The rewards can vary each day, they are not fixed. Every day only 50% of the nodes are generating rewards. This is how Elrond blockchain works. So there are days with higher rewards and days with smaller rewards. But on a timeframe of 3-4 weeks you will see the reward rate will be closed to 18%-19%.
Here is the longer explanation:
Each shard has 800 validators assigned to it. 400 are eligible and 400 are waiting. The ones waiting are showing with a clock in the explorer.
Round time, is the time measured in seconds required to create successive blocks on the Elrond blockchain (6 seconds). In each round, a new consensus group is selected using a randomness source that can be neither predicted, nor influenced. The consensus group consists of 63 members. So, it follows that not all validators are in a consensus group at all times. Validators who are in consensus must do the work required to prepare and sign blocks, and must complete the work within 6 seconds. A rating system is used where the rating is increased slightly each time work is successfully submitted, or the rating is decreased slightly if the work is not submitted on time. The default rating for new nodes deployed to the network is 50. Rating will increase over a few days until it will finally reach 100. If a validator node goes offline, it will obviously not be doing it’s work, and so the rating will decrease. If the rating is ever decreased to 10 or less, the validator is taken out of service and a new one is taken from the validator waiting queue.
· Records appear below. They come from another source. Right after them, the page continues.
use std::cmp::Ordering;

use rustc_hash::FxHashMap;

use crate::{
    arena::NodeId,
    value::{BigIntValue, Ident, Value, ValueRef},
};

/// Collections up to this size are compared pairwise instead of through hash buckets.
const LINEAR_SCAN_LIMIT: usize = 16;

pub(crate) fn equal(a: ValueRef<'_, '_>, b: ValueRef<'_, '_>) -> bool {
    if a.same_node(b) {
        return true;
    }
    let (ha, hb) = (a.cached_hash(), b.cached_hash());
    if ha != 0 && hb != 0 && ha != hb {
        return false;
    }

    match (a.value(), b.value()) {
        (Value::Nil, Value::Nil) => true,
        (Value::Bool(x), Value::Bool(y)) => x == y,
        (Value::Int(x), Value::Int(y)) => x == y,
        (Value::BigInt(x), Value::BigInt(y)) => big_int_cmp(x, y) == Ordering::Equal,
        (Value::Float(x), Value::Float(y)) => float_equal(*x, *y),
        (Value::BigDec(x), Value::BigDec(y)) => x == y,
        (Value::Ratio(x), Value::Ratio(y)) => x == y,
        (Value::BigRatio(x), Value::BigRatio(y)) => x == y,
        (Value::Char(x), Value::Char(y)) => x == y,
        (Value::String(x), Value::String(y)) => x.as_str() == y.as_str(),
        (Value::Symbol(x), Value::Symbol(y)) | (Value::Keyword(x), Value::Keyword(y)) => x == y,
        (Value::List(x) | Value::Vector(x), Value::List(y) | Value::Vector(y)) => {
            x.len() == y.len()
                && x.iter()
                    .zip(y)
                    .all(|(&i, &j)| equal(a.sibling(i), b.sibling(j)))
        }
        (Value::Set(x), Value::Set(y)) => set_equal(a, x, b, y),
        (Value::Map(x), Value::Map(y)) => map_equal(a, x, b, y),
        (Value::Tagged(x), Value::Tagged(y)) => {
            x.tag() == y.tag() && equal(a.sibling(x.value()), b.sibling(y.value()))
        }
        (Value::External(x), Value::External(y)) => x.equals(y),
        _ => false,
    }
}

#[inline]
fn float_equal(x: f64, y: f64) -> bool {
    (x.is_nan() && y.is_nan()) || x == y
}

/// Positions of `ids` bucketed by hash, for membership probes on large collections.
fn buckets(owner: ValueRef<'_, '_>, ids: impl Iterator<Item = NodeId>) -> FxHashMap<u64, Vec<usize>> {
    let mut buckets: FxHashMap<u64, Vec<usize>> = FxHashMap::default();
    for (pos, id) in ids.enumerate() {
        buckets.entry(owner.sibling(id).hash64()).or_default().push(pos);
    }
    buckets
}

fn set_equal(a: ValueRef<'_, '_>, x: &[NodeId], b: ValueRef<'_, '_>, y: &[NodeId]) -> bool {
    if x.len() != y.len() {
        return false;
    }
    if x.len() <= LINEAR_SCAN_LIMIT {
        return x
            .iter()
            .all(|&i| y.iter().any(|&j| equal(a.sibling(i), b.sibling(j))));
    }

    let index = buckets(b, y.iter().copied());
    x.iter().all(|&i| {
        let item = a.sibling(i);
        index
            .get(&item.hash64())
            .is_some_and(|bucket| bucket.iter().any(|&pos| equal(item, b.sibling(y[pos]))))
    })
}

fn map_equal(
    a: ValueRef<'_, '_>,
    x: &[(NodeId, NodeId)],
    b: ValueRef<'_, '_>,
    y: &[(NodeId, NodeId)],
) -> bool {
    if x.len() != y.len() {
        return false;
    }
    if x.len() <= LINEAR_SCAN_LIMIT {
        return x.iter().all(|&(k, v)| {
            let key = a.sibling(k);
            y.iter()
                .find(|&&(k2, _)| equal(key, b.sibling(k2)))
                .is_some_and(|&(_, w)| equal(a.sibling(v), b.sibling(w)))
        });
    }

    let index = buckets(b, y.iter().map(|&(k, _)| k));
    x.iter().all(|&(k, v)| {
        let key = a.sibling(k);
        let found = index.get(&key.hash64()).and_then(|bucket| {
            bucket
                .iter()
                .map(|&pos| y[pos])
                .find(|&(k2, _)| equal(key, b.sibling(k2)))
        });
        found.is_some_and(|(_, w)| equal(a.sibling(v), b.sibling(w)))
    })
}

/// Position of each kind in the total order. Lists and vectors share a rank
/// because they can be equal.
fn rank(value: &Value<'_>) -> u8 {
    match value {
        Value::Nil => 0,
        Value::Bool(_) => 1,
        Value::Int(_) => 2,
        Value::BigInt(_) => 3,
        Value::Ratio(_) => 4,
        Value::BigRatio(_) => 5,
        Value::Float(_) => 6,
        Value::BigDec(_) => 7,
        Value::Char(_) => 8,
        Value::String(_) => 9,
        Value::Symbol(_) => 10,
        Value::Keyword(_) => 11,
        Value::List(_) | Value::Vector(_) => 12,
        Value::Set(_) => 13,
        Value::Map(_) => 14,
        Value::Tagged(_) => 15,
        Value::External(_) => 16,
    }
}

/// Total order consistent with [`equal`]: equal values compare `Equal`.
pub(crate) fn compare(a: ValueRef<'_, '_>, b: ValueRef<'_, '_>) -> Ordering {
    if a.same_node(b) {
        return Ordering::Equal;
    }
    let (va, vb) = (a.value(), b.value());

    match (va, vb) {
        (Value::Nil, Value::Nil) => Ordering::Equal,
        (Value::Bool(x), Value::Bool(y)) => x.cmp(y),
        (Value::Int(x), Value::Int(y)) => x.cmp(y),
        (Value::BigInt(x), Value::BigInt(y)) => big_int_cmp(x, y),
        (Value::Float(x), Value::Float(y)) => float_cmp(*x, *y),
        (Value::BigDec(x), Value::BigDec(y)) => y
            .is_negative()
            .cmp(&x.is_negative())
            .then_with(|| x.digits().cmp(y.digits())),
        (Value::Ratio(x), Value::Ratio(y)) => {
            let lhs = i128::from(x.numer()) * i128::from(y.denom());
            let rhs = i128::from(y.numer()) * i128::from(x.denom());
            lhs.cmp(&rhs)
        }
        (Value::BigRatio(x), Value::BigRatio(y)) => {
            let ((xn, xd), (yn, yd)) = (x.to_bigints(), y.to_bigints());
            (xn * yd).cmp(&(yn * xd))
        }
        (Value::Char(x), Value::Char(y)) => x.cmp(y),
        (Value::String(x), Value::String(y)) => x.as_str().cmp(y.as_str()),
        (Value::Symbol(x), Value::Symbol(y)) | (Value::Keyword(x), Value::Keyword(y)) => {
            ident_cmp(x, y)
        }
        (Value::List(x) | Value::Vector(x), Value::List(y) | Value::Vector(y)) => {
            for (&i, &j) in x.iter().zip(y) {
                match compare(a.sibling(i), b.sibling(j)) {
                    Ordering::Equal => {}
                    other => return other,
                }
            }
            x.len().cmp(&y.len())
        }
        (Value::Set(x), Value::Set(y)) => x
            .len()
            .cmp(&y.len())
            .then_with(|| a.hash64().cmp(&b.hash64()))
            .then_with(|| {
                let xs = sorted(a, x.iter().copied());
                let ys = sorted(b, y.iter().copied());
                xs.iter()
                    .zip(&ys)
                    .map(|(&i, &j)| compare(i, j))
                    .find(|order| order.is_ne())
                    .unwrap_or(Ordering::Equal)
            }),
        (Value::Map(x), Value::Map(y)) => x
            .len()
            .cmp(&y.len())
            .then_with(|| a.hash64().cmp(&b.hash64()))
            .then_with(|| {
                let xs = sorted_entries(a, x);
                let ys = sorted_entries(b, y);
                xs.iter()
                    .zip(&ys)
                    .map(|(&(k1, v1), &(k2, v2))| compare(k1, k2).then_with(|| compare(v1, v2)))
                    .find(|order| order.is_ne())
                    .unwrap_or(Ordering::Equal)
            }),
        (Value::Tagged(x), Value::Tagged(y)) => x
            .tag()
            .cmp(y.tag())
            .then_with(|| compare(a.sibling(x.value()), b.sibling(y.value()))),
        (Value::External(x), Value::External(y)) => {
            if x.equals(y) {
                Ordering::Equal
            } else {
                x.type_id()
                    .cmp(&y.type_id())
                    .then_with(|| x.hash_code().cmp(&y.hash_code()))
                    .then_with(|| x.identity().cmp(&y.identity()))
            }
        }
        _ => rank(va).cmp(&rank(vb)),
    }
}

/// NaN equals NaN and sorts after every other float.
fn float_cmp(x: f64, y: f64) -> Ordering {
    match (x.is_nan(), y.is_nan()) {
        (true, true) => Ordering::Equal,
        (true, false) => Ordering::Greater,
        (false, true) => Ordering::Less,
        (false, false) => x.partial_cmp(&y).unwrap_or(Ordering::Equal),
    }
}

fn ident_cmp(x: &Ident<'_>, y: &Ident<'_>) -> Ordering {
    x.namespace()
        .cmp(&y.namespace())
        .then_with(|| x.name().cmp(y.name()))
}

fn big_int_cmp(x: &BigIntValue<'_>, y: &BigIntValue<'_>) -> Ordering {
    if x.radix() != y.radix() {
        return x.to_bigint().cmp(&y.to_bigint());
    }
    // Normalized digits without leading zeros: longer means larger, and
    // lowercase ASCII digits sort in value order.
    let magnitude = x
        .digits()
        .len()
        .cmp(&y.digits().len())
        .then_with(|| x.digits().cmp(y.digits()));

    match (x.is_negative(), y.is_negative()) {
        (false, false) => magnitude,
        (true, true) => magnitude.reverse(),
        (true, false) => Ordering::Less,
        (false, true) => Ordering::Greater,
    }
}

fn sorted<'d, 'a>(owner: ValueRef<'d, 'a>, ids: impl Iterator<Item = NodeId>) -> Vec<ValueRef<'d, 'a>> {
    let mut items: Vec<_> = ids.map(|id| owner.sibling(id)).collect();
    items.sort_by(|&x, &y| compare(x, y));
    items
}

fn sorted_entries<'d, 'a>(
    owner: ValueRef<'d, 'a>,
    entries: &[(NodeId, NodeId)],
) -> Vec<(ValueRef<'d, 'a>, ValueRef<'d, 'a>)> {
    let mut pairs: Vec<_> = entries
        .iter()
        .map(|&(k, v)| (owner.sibling(k), owner.sibling(v)))
        .collect();
    pairs.sort_by(|&(x, _), &(y, _)| compare(x, y));
    pairs
}
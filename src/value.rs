mod equal;
mod hash;
mod node_ref;

use std::{borrow::Cow, fmt};

use num_bigint::{BigInt, BigUint, Sign};

pub use self::node_ref::{Entries, Items, ValueRef};
use crate::{arena::NodeId, external::External};

#[derive(Copy, Clone, Debug, PartialEq, Eq, Hash)]
pub enum ValueKind {
    Nil,
    Bool,
    Int,
    BigInt,
    Float,
    BigDec,
    Ratio,
    BigRatio,
    Char,
    String,
    Symbol,
    Keyword,
    List,
    Vector,
    Set,
    Map,
    Tagged,
    External,
}

impl ValueKind {
    pub const fn as_str(self) -> &'static str {
        match self {
            ValueKind::Nil => "nil",
            ValueKind::Bool => "boolean",
            ValueKind::Int => "integer",
            ValueKind::BigInt => "big integer",
            ValueKind::Float => "float",
            ValueKind::BigDec => "big decimal",
            ValueKind::Ratio => "ratio",
            ValueKind::BigRatio => "big ratio",
            ValueKind::Char => "character",
            ValueKind::String => "string",
            ValueKind::Symbol => "symbol",
            ValueKind::Keyword => "keyword",
            ValueKind::List => "list",
            ValueKind::Vector => "vector",
            ValueKind::Set => "set",
            ValueKind::Map => "map",
            ValueKind::Tagged => "tagged literal",
            ValueKind::External => "external value",
        }
    }
}

impl fmt::Display for ValueKind {
    fn fmt(&self, f: &mut fmt::Formatter<'_>) -> fmt::Result {
        f.write_str(self.as_str())
    }
}

#[derive(Clone, Debug)]
pub enum Value<'a> {
    Nil,
    Bool(bool),
    Int(i64),
    BigInt(BigIntValue<'a>),
    Float(f64),
    BigDec(BigDecValue<'a>),
    Ratio(Ratio),
    BigRatio(BigRatioValue<'a>),
    Char(char),
    String(EdnString<'a>),
    Symbol(Ident<'a>),
    Keyword(Ident<'a>),
    List(Vec<NodeId>),
    Vector(Vec<NodeId>),
    Set(Vec<NodeId>),
    Map(Vec<(NodeId, NodeId)>),
    Tagged(Tagged<'a>),
    External(External),
}

impl Value<'_> {
    pub fn kind(&self) -> ValueKind {
        match self {
            Value::Nil => ValueKind::Nil,
            Value::Bool(_) => ValueKind::Bool,
            Value::Int(_) => ValueKind::Int,
            Value::BigInt(_) => ValueKind::BigInt,
            Value::Float(_) => ValueKind::Float,
            Value::BigDec(_) => ValueKind::BigDec,
            Value::Ratio(_) => ValueKind::Ratio,
            Value::BigRatio(_) => ValueKind::BigRatio,
            Value::Char(_) => ValueKind::Char,
            Value::String(_) => ValueKind::String,
            Value::Symbol(_) => ValueKind::Symbol,
            Value::Keyword(_) => ValueKind::Keyword,
            Value::List(_) => ValueKind::List,
            Value::Vector(_) => ValueKind::Vector,
            Value::Set(_) => ValueKind::Set,
            Value::Map(_) => ValueKind::Map,
            Value::Tagged(_) => ValueKind::Tagged,
            Value::External(_) => ValueKind::External,
        }
    }
}

/// Arbitrary-precision integer kept as a normalized digit string.
///
/// Digits carry no sign, no radix prefix, no underscores and no leading
/// zeros (zero itself is `"0"`); letters are lowercase.
#[derive(Clone, Debug, PartialEq, Eq)]
pub struct BigIntValue<'a> {
    digits: Cow<'a, str>,
    negative: bool,
    radix: u32,
}

impl<'a> BigIntValue<'a> {
    /// Builds a big integer from digits in `radix` (2..=36), normalizing them.
    /// Returns `None` for an empty digit string or a digit outside the radix.
    pub fn new(digits: impl Into<Cow<'a, str>>, negative: bool, radix: u32) -> Option<Self> {
        let digits = digits.into();
        if !(2..=36).contains(&radix)
            || digits.is_empty()
            || !digits.chars().all(|c| c.is_digit(radix))
        {
            return None;
        }
        Some(Self::from_valid(digits, negative, radix))
    }

    /// `digits` must already be valid in `radix`.
    pub(crate) fn from_valid(digits: Cow<'a, str>, negative: bool, radix: u32) -> Self {
        let digits = normalize_digits(digits);
        let negative = negative && digits != "0";
        Self {
            digits,
            negative,
            radix,
        }
    }

    #[inline]
    pub fn digits(&self) -> &str {
        &self.digits
    }

    #[inline]
    pub fn is_negative(&self) -> bool {
        self.negative
    }

    #[inline]
    pub fn radix(&self) -> u32 {
        self.radix
    }

    pub fn to_bigint(&self) -> BigInt {
        let magnitude =
            BigUint::parse_bytes(self.digits.as_bytes(), self.radix).unwrap_or_default();
        let sign = if self.negative { Sign::Minus } else { Sign::Plus };
        BigInt::from_biguint(sign, magnitude)
    }

    /// Base-10 digits of the magnitude.
    pub(crate) fn decimal_digits(&self) -> Cow<'_, str> {
        if self.radix == 10 {
            Cow::Borrowed(&self.digits)
        } else {
            Cow::Owned(
                BigUint::parse_bytes(self.digits.as_bytes(), self.radix)
                    .unwrap_or_default()
                    .to_str_radix(10),
            )
        }
    }
}

fn normalize_digits(digits: Cow<'_, str>) -> Cow<'_, str> {
    let zeros = digits.len() - digits.trim_start_matches('0').len();
    if zeros == digits.len() {
        return Cow::Borrowed("0");
    }
    let lowercase = !digits.bytes().any(|b| b.is_ascii_uppercase());

    match digits {
        Cow::Borrowed(text) if lowercase => Cow::Borrowed(&text[zeros..]),
        Cow::Borrowed(text) => Cow::Owned(text[zeros..].to_ascii_lowercase()),
        Cow::Owned(mut text) => {
            text.drain(..zeros);
            text.make_ascii_lowercase();
            Cow::Owned(text)
        }
    }
}

/// Arbitrary-precision decimal kept as written, minus sign, `M` suffix and underscores.
#[derive(Clone, Debug, PartialEq, Eq)]
pub struct BigDecValue<'a> {
    digits: Cow<'a, str>,
    negative: bool,
}

impl<'a> BigDecValue<'a> {
    pub fn new(digits: impl Into<Cow<'a, str>>, negative: bool) -> Self {
        Self {
            digits: digits.into(),
            negative,
        }
    }

    #[inline]
    pub fn digits(&self) -> &str {
        &self.digits
    }

    #[inline]
    pub fn is_negative(&self) -> bool {
        self.negative
    }
}

/// Exact rational in lowest terms with a denominator greater than one.
#[derive(Copy, Clone, Debug, PartialEq, Eq, Hash)]
pub struct Ratio {
    numer: i64,
    denom: i64,
}

impl Ratio {
    /// `numer / denom` must already be reduced with `denom > 1`.
    pub(crate) const fn from_reduced(numer: i64, denom: i64) -> Self {
        Self { numer, denom }
    }

    #[inline]
    pub fn numer(self) -> i64 {
        self.numer
    }

    #[inline]
    pub fn denom(self) -> i64 {
        self.denom
    }
}

/// Rational whose reduced terms do not fit in `i64`.
#[derive(Clone, Debug, PartialEq, Eq)]
pub struct BigRatioValue<'a> {
    numer: Cow<'a, str>,
    denom: Cow<'a, str>,
    negative: bool,
}

impl<'a> BigRatioValue<'a> {
    pub(crate) fn from_reduced(numer: String, denom: String, negative: bool) -> Self {
        Self {
            numer: Cow::Owned(numer),
            denom: Cow::Owned(denom),
            negative,
        }
    }

    /// Decimal digits of the numerator magnitude.
    #[inline]
    pub fn numer(&self) -> &str {
        &self.numer
    }

    #[inline]
    pub fn denom(&self) -> &str {
        &self.denom
    }

    #[inline]
    pub fn is_negative(&self) -> bool {
        self.negative
    }

    pub fn to_bigints(&self) -> (BigInt, BigInt) {
        let numer = BigUint::parse_bytes(self.numer.as_bytes(), 10).unwrap_or_default();
        let denom = BigUint::parse_bytes(self.denom.as_bytes(), 10).unwrap_or_default();
        let sign = if self.negative { Sign::Minus } else { Sign::Plus };
        (
            BigInt::from_biguint(sign, numer),
            BigInt::from_biguint(Sign::Plus, denom),
        )
    }
}

/// String contents; borrowed from the input unless escapes had to be decoded.
#[derive(Clone, Debug, PartialEq, Eq)]
pub struct EdnString<'a> {
    text: Cow<'a, str>,
    escaped: bool,
}

impl<'a> EdnString<'a> {
    pub fn new(text: impl Into<Cow<'a, str>>) -> Self {
        Self {
            text: text.into(),
            escaped: false,
        }
    }

    pub(crate) fn decoded(text: String, escaped: bool) -> Self {
        Self {
            text: Cow::Owned(text),
            escaped,
        }
    }

    #[inline]
    pub fn as_str(&self) -> &str {
        &self.text
    }

    /// Whether the literal contained escape sequences.
    #[inline]
    pub fn has_escapes(&self) -> bool {
        self.escaped
    }

    /// Whether the text points into the original input.
    #[inline]
    pub fn is_borrowed(&self) -> bool {
        matches!(self.text, Cow::Borrowed(_))
    }
}

/// Symbol or keyword name with optional namespace.
#[derive(Clone, Debug, PartialEq, Eq, Hash, PartialOrd, Ord)]
pub struct Ident<'a> {
    namespace: Option<Cow<'a, str>>,
    name: Cow<'a, str>,
}

impl<'a> Ident<'a> {
    pub fn new(namespace: Option<Cow<'a, str>>, name: impl Into<Cow<'a, str>>) -> Self {
        Self {
            namespace,
            name: name.into(),
        }
    }

    #[inline]
    pub fn namespace(&self) -> Option<&str> {
        self.namespace.as_deref()
    }

    #[inline]
    pub fn name(&self) -> &str {
        &self.name
    }
}

impl fmt::Display for Ident<'_> {
    fn fmt(&self, f: &mut fmt::Formatter<'_>) -> fmt::Result {
        if let Some(namespace) = &self.namespace {
            write!(f, "{namespace}/")?;
        }
        f.write_str(&self.name)
    }
}

#[derive(Clone, Debug, PartialEq, Eq)]
pub struct Tagged<'a> {
    tag: Cow<'a, str>,
    value: NodeId,
}

impl<'a> Tagged<'a> {
    pub fn new(tag: impl Into<Cow<'a, str>>, value: NodeId) -> Self {
        Self {
            tag: tag.into(),
            value,
        }
    }

    #[inline]
    pub fn tag(&self) -> &str {
        &self.tag
    }

    #[inline]
    pub fn value(&self) -> NodeId {
        self.value
    }
}

#[cfg(test)]
mod tests {
    use super::*;

    #[test]
    fn big_int_digits_are_normalized() {
        let big = BigIntValue::new("000FF", false, 16).unwrap();
        assert_eq!(big.digits(), "ff");
        assert_eq!(big.decimal_digits(), "255");

        let zero = BigIntValue::new("000", true, 10).unwrap();
        assert_eq!(zero.digits(), "0");
        assert!(!zero.is_negative());

        assert!(BigIntValue::new("12", false, 2).is_none());
        assert!(BigIntValue::new("", false, 10).is_none());
    }

    #[test]
    fn borrowed_digits_stay_borrowed() {
        let big = BigIntValue::new("0012", false, 10).unwrap();
        assert!(matches!(big.digits, Cow::Borrowed("12")));
    }

    #[test]
    fn big_int_converts_to_num_bigint() {
        let big = BigIntValue::new("9223372036854775808", true, 10).unwrap();
        assert_eq!(big.to_bigint().to_string(), "-9223372036854775808");
    }

    #[test]
    fn ident_display() {
        let ident = Ident::new(Some("my.ns".into()), "name");
        assert_eq!(ident.to_string(), "my.ns/name");
        assert_eq!(Ident::new(None, "/").to_string(), "/");
    }
}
The epoch time is 24 hours. At the end of each epoch, 80 validators from each shard (total 320) are randomly selected and shuffled randomly into each of the 4 shards. The validators that were shuffled are put on the shard waiting list (showing with a clock in the explorer). Validators will spend 5 days on the waiting list until being selected again to be eligible. During the waiting time, the validator details page in the explorer will show “not in consensus”.
Over time, the amount of time spent in the shard waiting list and the amount of time spent in the shard working will average out to 50/50.
This is the normal operation and lifecycle of a validator node. As long as the rating is increasing toward 100, the node is doing its job and rewards are being generated and credited at the end of each epoch where the node was active and not waiting.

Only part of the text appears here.